Start of DATA FOR THE TASK

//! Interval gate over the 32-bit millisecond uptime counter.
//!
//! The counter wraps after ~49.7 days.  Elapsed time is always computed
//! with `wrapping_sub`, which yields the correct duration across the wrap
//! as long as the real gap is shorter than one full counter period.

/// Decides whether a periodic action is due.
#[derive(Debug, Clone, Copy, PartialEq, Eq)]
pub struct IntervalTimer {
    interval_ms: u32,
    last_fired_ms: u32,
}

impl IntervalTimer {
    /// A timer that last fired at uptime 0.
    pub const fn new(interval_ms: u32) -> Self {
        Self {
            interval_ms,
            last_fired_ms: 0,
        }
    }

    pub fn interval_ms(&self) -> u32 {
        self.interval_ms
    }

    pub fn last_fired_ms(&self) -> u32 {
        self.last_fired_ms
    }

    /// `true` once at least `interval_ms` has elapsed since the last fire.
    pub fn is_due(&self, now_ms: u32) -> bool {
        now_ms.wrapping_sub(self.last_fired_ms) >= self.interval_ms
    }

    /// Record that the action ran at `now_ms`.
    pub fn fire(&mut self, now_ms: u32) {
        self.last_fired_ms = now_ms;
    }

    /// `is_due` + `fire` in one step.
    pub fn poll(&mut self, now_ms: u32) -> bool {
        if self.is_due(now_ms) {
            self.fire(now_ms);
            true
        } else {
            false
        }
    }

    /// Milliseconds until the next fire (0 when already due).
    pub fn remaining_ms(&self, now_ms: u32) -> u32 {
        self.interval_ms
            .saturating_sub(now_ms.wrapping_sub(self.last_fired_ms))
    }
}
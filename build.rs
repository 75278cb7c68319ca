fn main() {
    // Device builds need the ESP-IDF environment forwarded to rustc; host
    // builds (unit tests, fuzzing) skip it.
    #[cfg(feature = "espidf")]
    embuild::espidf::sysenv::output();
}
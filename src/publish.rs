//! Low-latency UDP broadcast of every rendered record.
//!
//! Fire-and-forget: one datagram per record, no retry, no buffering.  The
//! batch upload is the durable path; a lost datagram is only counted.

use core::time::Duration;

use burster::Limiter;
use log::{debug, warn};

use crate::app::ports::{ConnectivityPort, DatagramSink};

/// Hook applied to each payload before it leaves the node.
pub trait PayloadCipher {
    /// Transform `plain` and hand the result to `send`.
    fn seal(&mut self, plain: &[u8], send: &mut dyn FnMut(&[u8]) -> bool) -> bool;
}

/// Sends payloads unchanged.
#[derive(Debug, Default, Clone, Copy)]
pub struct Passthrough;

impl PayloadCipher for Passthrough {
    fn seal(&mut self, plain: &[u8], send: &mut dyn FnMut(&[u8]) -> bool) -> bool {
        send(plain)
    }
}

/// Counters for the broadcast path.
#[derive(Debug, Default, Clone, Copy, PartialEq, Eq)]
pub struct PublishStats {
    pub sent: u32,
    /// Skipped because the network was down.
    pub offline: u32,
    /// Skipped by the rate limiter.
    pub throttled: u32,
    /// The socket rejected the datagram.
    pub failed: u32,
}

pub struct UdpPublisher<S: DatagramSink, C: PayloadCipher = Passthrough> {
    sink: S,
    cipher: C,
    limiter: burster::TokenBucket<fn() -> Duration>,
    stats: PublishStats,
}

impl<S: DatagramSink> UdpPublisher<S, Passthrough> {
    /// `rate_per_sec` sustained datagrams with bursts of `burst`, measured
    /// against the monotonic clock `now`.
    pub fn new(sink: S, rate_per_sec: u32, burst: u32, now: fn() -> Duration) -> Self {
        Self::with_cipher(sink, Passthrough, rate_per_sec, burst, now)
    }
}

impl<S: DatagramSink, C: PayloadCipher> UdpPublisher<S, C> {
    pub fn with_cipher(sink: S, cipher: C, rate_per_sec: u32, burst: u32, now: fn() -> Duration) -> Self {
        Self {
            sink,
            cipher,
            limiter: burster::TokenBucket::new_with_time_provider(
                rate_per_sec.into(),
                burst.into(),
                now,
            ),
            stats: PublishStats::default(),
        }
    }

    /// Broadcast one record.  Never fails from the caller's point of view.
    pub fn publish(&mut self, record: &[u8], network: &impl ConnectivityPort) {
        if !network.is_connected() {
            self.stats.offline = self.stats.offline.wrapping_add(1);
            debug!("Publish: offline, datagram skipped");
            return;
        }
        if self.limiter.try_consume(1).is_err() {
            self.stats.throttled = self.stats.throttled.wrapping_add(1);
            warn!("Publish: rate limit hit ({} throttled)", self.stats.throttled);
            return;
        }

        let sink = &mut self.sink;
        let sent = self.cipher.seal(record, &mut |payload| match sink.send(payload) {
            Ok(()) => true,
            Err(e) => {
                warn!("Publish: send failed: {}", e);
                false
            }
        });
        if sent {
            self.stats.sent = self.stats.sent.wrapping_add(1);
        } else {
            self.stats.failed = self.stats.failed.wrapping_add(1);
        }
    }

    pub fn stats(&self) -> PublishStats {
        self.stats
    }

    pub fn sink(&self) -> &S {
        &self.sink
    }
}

End of DATA FOR THE TASK

WORK ITEM -
Which lines of the records above contain the word "uptime"? Report each one.

RESPONSE AREA -
//! Interval gate over the 32-bit millisecond uptime counter.
    /// A timer that last fired at uptime 0.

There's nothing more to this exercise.